SOURCE DATA:
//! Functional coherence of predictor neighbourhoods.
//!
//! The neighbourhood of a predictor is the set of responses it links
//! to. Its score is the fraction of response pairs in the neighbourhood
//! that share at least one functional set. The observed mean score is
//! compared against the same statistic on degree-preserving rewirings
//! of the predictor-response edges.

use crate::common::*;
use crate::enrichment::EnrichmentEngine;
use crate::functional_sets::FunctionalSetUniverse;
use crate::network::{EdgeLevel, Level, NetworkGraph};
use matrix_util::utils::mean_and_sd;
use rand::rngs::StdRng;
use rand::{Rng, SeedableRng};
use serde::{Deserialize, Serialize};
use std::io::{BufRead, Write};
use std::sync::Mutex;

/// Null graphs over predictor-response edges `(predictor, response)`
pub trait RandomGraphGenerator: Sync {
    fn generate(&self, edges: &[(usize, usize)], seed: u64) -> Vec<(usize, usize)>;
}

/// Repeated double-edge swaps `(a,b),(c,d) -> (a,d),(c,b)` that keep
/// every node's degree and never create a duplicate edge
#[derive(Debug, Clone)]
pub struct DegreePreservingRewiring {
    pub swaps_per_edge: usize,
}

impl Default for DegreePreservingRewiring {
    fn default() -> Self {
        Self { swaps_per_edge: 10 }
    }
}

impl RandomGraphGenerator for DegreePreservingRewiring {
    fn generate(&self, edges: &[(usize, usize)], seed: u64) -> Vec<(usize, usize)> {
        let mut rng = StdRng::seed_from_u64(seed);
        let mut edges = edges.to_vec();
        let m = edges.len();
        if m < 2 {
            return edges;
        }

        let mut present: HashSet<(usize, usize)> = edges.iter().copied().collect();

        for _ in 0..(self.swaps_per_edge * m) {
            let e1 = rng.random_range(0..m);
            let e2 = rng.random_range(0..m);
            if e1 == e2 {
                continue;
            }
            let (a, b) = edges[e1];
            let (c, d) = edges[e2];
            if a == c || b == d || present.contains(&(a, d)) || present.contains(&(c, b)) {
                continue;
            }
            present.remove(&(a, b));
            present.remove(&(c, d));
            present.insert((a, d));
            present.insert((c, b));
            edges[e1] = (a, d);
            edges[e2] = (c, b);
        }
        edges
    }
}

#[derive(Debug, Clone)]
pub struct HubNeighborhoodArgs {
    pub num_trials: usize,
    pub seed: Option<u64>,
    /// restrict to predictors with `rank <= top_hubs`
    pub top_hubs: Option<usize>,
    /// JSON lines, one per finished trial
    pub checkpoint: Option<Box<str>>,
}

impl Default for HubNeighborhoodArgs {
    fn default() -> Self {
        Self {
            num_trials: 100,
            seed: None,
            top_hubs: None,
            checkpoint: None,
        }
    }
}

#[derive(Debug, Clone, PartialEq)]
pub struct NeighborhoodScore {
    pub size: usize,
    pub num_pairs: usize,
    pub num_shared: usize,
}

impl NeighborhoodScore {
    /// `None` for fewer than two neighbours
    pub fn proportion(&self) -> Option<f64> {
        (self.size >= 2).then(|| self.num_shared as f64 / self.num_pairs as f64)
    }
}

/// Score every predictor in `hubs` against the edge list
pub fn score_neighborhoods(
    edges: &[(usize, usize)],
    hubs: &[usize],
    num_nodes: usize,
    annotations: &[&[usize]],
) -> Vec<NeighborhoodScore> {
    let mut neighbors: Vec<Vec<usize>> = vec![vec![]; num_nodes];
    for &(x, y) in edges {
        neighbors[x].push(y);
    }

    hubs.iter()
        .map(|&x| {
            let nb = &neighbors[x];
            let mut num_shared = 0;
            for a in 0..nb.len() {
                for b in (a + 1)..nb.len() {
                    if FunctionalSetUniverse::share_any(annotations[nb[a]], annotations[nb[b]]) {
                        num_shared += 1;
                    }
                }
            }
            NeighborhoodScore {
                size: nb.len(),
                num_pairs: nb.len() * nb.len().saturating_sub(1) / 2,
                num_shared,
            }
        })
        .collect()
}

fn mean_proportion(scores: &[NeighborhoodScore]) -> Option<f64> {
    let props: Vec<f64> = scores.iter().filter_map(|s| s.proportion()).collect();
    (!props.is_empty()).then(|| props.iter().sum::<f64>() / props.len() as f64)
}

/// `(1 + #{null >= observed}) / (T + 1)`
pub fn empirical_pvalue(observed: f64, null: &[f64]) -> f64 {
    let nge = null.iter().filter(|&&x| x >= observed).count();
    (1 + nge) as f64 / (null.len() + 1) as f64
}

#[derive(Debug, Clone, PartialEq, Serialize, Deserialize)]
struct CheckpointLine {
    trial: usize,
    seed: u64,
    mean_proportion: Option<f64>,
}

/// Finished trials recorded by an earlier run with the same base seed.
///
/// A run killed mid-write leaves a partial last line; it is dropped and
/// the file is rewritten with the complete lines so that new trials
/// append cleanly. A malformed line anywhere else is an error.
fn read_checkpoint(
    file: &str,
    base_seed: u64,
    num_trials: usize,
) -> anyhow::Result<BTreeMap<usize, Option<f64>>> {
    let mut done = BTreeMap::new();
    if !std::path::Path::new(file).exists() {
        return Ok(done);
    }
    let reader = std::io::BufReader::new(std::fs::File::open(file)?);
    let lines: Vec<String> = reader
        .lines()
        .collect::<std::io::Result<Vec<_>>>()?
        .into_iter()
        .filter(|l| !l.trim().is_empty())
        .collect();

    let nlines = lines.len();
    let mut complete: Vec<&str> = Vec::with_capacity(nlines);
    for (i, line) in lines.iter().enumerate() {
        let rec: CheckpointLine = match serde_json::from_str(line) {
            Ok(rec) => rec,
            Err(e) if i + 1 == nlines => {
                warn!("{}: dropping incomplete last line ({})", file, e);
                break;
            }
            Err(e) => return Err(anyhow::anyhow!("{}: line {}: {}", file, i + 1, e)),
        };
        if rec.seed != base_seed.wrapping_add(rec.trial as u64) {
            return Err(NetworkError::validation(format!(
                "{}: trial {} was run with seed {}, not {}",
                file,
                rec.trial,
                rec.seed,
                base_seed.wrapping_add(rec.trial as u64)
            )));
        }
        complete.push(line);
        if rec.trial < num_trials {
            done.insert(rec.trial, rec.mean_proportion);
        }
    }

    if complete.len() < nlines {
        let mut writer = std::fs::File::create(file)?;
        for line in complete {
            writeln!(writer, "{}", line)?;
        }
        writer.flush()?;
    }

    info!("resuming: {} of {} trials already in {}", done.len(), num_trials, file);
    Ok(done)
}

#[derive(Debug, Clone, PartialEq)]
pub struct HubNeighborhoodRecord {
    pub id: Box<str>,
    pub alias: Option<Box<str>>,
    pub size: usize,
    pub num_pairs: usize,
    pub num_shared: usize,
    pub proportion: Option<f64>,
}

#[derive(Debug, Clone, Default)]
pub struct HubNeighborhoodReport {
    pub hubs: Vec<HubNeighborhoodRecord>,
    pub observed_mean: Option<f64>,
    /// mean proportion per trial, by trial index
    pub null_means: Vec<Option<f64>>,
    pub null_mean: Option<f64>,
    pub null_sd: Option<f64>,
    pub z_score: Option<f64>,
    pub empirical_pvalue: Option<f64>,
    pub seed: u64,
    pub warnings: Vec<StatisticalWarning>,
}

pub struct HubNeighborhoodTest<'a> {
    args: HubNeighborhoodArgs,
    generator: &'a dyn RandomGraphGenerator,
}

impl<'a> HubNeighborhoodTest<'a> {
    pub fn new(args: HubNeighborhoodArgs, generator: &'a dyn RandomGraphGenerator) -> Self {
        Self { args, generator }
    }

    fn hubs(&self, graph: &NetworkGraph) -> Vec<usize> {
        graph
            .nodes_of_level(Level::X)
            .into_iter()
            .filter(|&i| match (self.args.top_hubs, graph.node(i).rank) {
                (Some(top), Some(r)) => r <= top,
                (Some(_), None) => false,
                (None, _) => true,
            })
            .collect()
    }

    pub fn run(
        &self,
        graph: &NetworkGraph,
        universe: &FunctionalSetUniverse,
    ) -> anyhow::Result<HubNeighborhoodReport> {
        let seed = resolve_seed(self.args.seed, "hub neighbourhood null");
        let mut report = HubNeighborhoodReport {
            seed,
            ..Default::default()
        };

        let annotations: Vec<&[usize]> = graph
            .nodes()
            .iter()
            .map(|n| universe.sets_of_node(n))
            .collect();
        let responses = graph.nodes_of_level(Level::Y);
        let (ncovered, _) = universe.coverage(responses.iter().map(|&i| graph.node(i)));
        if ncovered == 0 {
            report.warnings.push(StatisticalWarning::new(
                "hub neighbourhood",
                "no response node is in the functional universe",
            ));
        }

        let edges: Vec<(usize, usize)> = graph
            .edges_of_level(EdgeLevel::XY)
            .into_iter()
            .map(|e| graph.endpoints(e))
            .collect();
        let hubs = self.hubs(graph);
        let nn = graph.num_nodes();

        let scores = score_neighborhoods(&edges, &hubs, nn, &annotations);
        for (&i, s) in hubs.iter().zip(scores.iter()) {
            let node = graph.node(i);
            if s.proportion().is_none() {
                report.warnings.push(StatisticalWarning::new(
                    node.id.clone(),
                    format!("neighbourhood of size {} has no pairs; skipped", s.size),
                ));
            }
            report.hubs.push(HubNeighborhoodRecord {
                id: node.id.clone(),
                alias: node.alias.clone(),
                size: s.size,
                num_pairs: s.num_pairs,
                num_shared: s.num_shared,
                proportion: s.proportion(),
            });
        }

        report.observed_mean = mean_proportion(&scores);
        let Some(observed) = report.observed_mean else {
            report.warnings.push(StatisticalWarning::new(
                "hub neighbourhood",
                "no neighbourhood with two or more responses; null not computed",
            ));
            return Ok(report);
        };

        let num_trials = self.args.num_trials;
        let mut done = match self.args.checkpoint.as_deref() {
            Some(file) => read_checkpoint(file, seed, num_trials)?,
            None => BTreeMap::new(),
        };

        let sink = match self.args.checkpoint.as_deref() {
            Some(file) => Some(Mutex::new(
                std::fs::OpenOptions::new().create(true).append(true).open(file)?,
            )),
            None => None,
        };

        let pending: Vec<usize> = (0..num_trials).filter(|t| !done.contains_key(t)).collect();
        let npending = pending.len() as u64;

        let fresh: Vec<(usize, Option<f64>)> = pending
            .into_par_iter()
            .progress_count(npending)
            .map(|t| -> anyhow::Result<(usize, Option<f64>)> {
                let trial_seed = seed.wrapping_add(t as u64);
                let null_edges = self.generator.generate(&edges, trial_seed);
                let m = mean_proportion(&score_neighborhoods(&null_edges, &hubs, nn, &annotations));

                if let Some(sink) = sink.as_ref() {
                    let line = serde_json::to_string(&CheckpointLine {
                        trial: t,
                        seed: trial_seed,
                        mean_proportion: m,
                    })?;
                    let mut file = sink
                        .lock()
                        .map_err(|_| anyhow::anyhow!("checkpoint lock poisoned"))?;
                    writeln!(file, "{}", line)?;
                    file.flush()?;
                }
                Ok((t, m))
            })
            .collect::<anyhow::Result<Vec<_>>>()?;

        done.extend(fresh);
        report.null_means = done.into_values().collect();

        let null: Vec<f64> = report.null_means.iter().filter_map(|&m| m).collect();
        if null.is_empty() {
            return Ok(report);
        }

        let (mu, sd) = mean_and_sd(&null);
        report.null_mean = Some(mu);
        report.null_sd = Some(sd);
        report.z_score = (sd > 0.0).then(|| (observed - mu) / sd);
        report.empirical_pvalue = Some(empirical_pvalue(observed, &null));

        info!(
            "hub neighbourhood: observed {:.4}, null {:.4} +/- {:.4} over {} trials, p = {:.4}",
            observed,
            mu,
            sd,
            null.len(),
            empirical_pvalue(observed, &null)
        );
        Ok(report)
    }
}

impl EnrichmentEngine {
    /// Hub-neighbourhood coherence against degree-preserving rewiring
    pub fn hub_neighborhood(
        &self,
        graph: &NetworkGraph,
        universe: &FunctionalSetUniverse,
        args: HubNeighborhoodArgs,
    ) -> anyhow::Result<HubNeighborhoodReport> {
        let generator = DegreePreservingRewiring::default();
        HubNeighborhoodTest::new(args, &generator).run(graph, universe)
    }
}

ACTIVITY: The answer must be every line from the records above that contains the word "scores", copied out.

EXPECTED OUTPUT:
fn mean_proportion(scores: &[NeighborhoodScore]) -> Option<f64> {
    let props: Vec<f64> = scores.iter().filter_map(|s| s.proportion()).collect();
        let scores = score_neighborhoods(&edges, &hubs, nn, &annotations);
        for (&i, s) in hubs.iter().zip(scores.iter()) {
        report.observed_mean = mean_proportion(&scores);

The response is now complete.